Nurit Borger-Yanai beschreibt sich als fröhliche und menschenfreundliche Frau, Mutter von fünf bezaubernden Kindern, Empowerer von Frauen und Männern durch Workshops und Exkursionen, Reiseleiterin, Radiomoderatorin und Künstlerin.
„Das Dreieck der Hexe“ (Niv, 2020) ist eine Sammlung von Geschichten über Reisen und über das Leben. Jede Geschichte führt den Leser in eine andere Welt, zu anderen Figuren, zu anderen Orten, London, Paris, Afrika, in den Zitrushain und in die Negew-Wüste, in die Stadt und ins Dorf. „Zu den Geschichten wurde ich von Menschen und Orten inspiriert, zum Teil kamen sie zu mir auf überraschende Weise und schrieben sich ohne Pause, ein Teil sind fantastische Legenden, die sich in einer anderen Welt abspielen. Und trotzdem erzählen sie, was ich erlebt habe.

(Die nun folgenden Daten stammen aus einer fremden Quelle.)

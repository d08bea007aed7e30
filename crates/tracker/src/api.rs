//! REST client for the job tracker HTTP endpoints.
//!
//! Every request carries the `X-API-KEY` header. Downloads are streamed to
//! disk chunk by chunk so large databases never sit in memory.

use std::path::Path;

use async_trait::async_trait;
use reqwest::header::{HeaderMap, HeaderName, HeaderValue, ACCEPT};
use reqwest::multipart::{Form, Part};
use scanny_core::types::{DbId, Percent};
use tokio::io::AsyncWriteExt;

use crate::error::TrackerError;
use crate::JobTracker;

/// Header carrying the tracker API key (`X-API-KEY`).
pub const API_KEY_HEADER: &str = "x-api-key";

/// Multipart field name of the uploaded results archive.
pub const PROD_FIELD: &str = "prod_file";

/// MIME type of the uploaded results archive.
pub const PROD_MIME: &str = "application/gzip";

/// HTTP client for one job tracker.
#[derive(Debug, Clone)]
pub struct TrackerApi {
    client: reqwest::Client,
    api_url: String,
    api_key: String,
}

impl TrackerApi {
    /// Create a client.
    ///
    /// * `api_url` - Base URL including any prefix, e.g.
    ///   `http://127.0.0.1:8000/api`.
    pub fn new(api_url: impl Into<String>, api_key: impl Into<String>) -> Self {
        Self::with_client(reqwest::Client::new(), api_url, api_key)
    }

    /// Create a client reusing an existing [`reqwest::Client`].
    pub fn with_client(
        client: reqwest::Client,
        api_url: impl Into<String>,
        api_key: impl Into<String>,
    ) -> Self {
        let api_url = api_url.into().trim_end_matches('/').to_string();
        Self {
            client,
            api_url,
            api_key: api_key.into(),
        }
    }

    pub fn api_url(&self) -> &str {
        &self.api_url
    }

    fn url(&self, path: &str) -> String {
        format!("{}{}", self.api_url, path)
    }

    fn headers(&self, accept: &'static str) -> HeaderMap {
        let mut headers = HeaderMap::new();
        headers.insert(ACCEPT, HeaderValue::from_static(accept));
        if let Ok(key) = HeaderValue::from_str(&self.api_key) {
            headers.insert(HeaderName::from_static(API_KEY_HEADER), key);
        } else {
            tracing::warn!("API key contains characters not allowed in a header; sending none");
        }
        headers
    }

    async fn patch(&self, path: &str) -> Result<(), TrackerError> {
        let response = self
            .client
            .patch(self.url(path))
            .headers(self.headers("application/json"))
            .send()
            .await?;
        Self::ensure_success(response).await?;
        Ok(())
    }

    async fn download(&self, path: &str, dest: &Path) -> Result<u64, TrackerError> {
        let mut response = self
            .client
            .get(self.url(path))
            .headers(self.headers("*/*"))
            .send()
            .await?;
        response = Self::ensure_success(response).await?;

        let mut file = tokio::fs::File::create(dest)
            .await
            .map_err(|e| TrackerError::io(dest, e))?;
        let mut written = 0u64;
        while let Some(chunk) = response.chunk().await? {
            file.write_all(&chunk)
                .await
                .map_err(|e| TrackerError::io(dest, e))?;
            written += chunk.len() as u64;
        }
        file.flush().await.map_err(|e| TrackerError::io(dest, e))?;

        tracing::debug!(path, dest = %dest.display(), bytes = written, "Download finished");
        Ok(written)
    }

    // ---- private helpers ----

    /// Ensure the response has a success status code. Returns the
    /// response unchanged on success, or a [`TrackerError::Api`]
    /// containing the status and body text on failure.
    async fn ensure_success(response: reqwest::Response) -> Result<reqwest::Response, TrackerError> {
        let status = response.status();
        if !status.is_success() {
            let body = response
                .text()
                .await
                .unwrap_or_else(|_| "<unreadable body>".to_string());
            return Err(TrackerError::Api {
                status: status.as_u16(),
                body,
            });
        }
        Ok(response)
    }

    /// Parse a successful JSON response body into the expected type.
    async fn parse_response<T: serde::de::DeserializeOwned>(
        response: reqwest::Response,
    ) -> Result<T, TrackerError> {
        let response = Self::ensure_success(response).await?;
        Ok(response.json::<T>().await?)
    }
}

#[async_trait]
impl JobTracker for TrackerApi {
    async fn fetch_seqs(&self, scan_id: DbId) -> Result<serde_json::Value, TrackerError> {
        let response = self
            .client
            .get(self.url(&format!("/scans/{scan_id}/seqs")))
            .headers(self.headers("application/json"))
            .send()
            .await?;
        Self::parse_response(response).await
    }

    async fn set_job_running(&self, job_id: DbId) -> Result<(), TrackerError> {
        self.patch(&format!("/jobs/{job_id}/set-run")).await
    }

    async fn increment_progress(
        &self,
        job_id: DbId,
        increment: Percent,
    ) -> Result<(), TrackerError> {
        self.patch(&format!("/jobs/{job_id}/progress/increment/{increment}"))
            .await
    }

    async fn download_hmm(&self, hmm_id: DbId, dest: &Path) -> Result<u64, TrackerError> {
        self.download(&format!("/hmms/{hmm_id}/download"), dest).await
    }

    async fn download_db(&self, db_id: DbId, dest: &Path) -> Result<u64, TrackerError> {
        self.download(&format!("/dbs/{db_id}/download"), dest).await
    }

    async fn upload_prod(
        &self,
        scan_id: DbId,
        archive: &Path,
    ) -> Result<serde_json::Value, TrackerError> {
        let bytes = tokio::fs::read(archive)
            .await
            .map_err(|e| TrackerError::io(archive, e))?;
        let file_name = archive
            .file_name()
            .map(|n| n.to_string_lossy().into_owned())
            .unwrap_or_else(|| "prod.tar.gz".to_string());
        let size = bytes.len();
        let part = Part::bytes(bytes).file_name(file_name).mime_str(PROD_MIME)?;
        let form = Form::new().part(PROD_FIELD, part);

        let response = self
            .client
            .post(self.url(&format!("/scans/{scan_id}/prods/")))
            .headers(self.headers("application/json"))
            .multipart(form)
            .send()
            .await?;
        let body = Self::parse_response(response).await?;
        tracing::info!(scan_id, bytes = size, "Results uploaded");
        Ok(body)
    }
}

Ich verspreche jedem, der das Buch lesen wird ein Erlebnis wie mit einem Zauberhut, mit dem er jedes Mal zu einem anderen Ort und in eine andere Welt fliegen wird.“
Pinguin
von Nurit Borger-Yanai
Übersetzung: Uri Shani
Du gehst der Straße entlang, der Kopf auf den Gehsteig gesenkt, das Herz schwer, die Gedanken düster – und plötzlich stößt du mit einer beleuchteten Reklametafel zusammen. „Achch“, ein Seufzer entweicht dir, und du reibst dir die Stirn. Eine kleine Beule beginnt sich dort zu formen. Du gehst zwei Schritte zurück und betrachtest die Reklame, mit der du zusammengestoßen bist, und siehe da, vor dir steht in seiner ganzen Pracht ein Pinguin. So ein majestätischer Pinguin, mit Eis um ihn herum und vielen Pinguinen im Hintergrund. In großen Lettern steht da eine Frage:
Was wird dir geschehen, wenn du einen Pinguin treffen wirst?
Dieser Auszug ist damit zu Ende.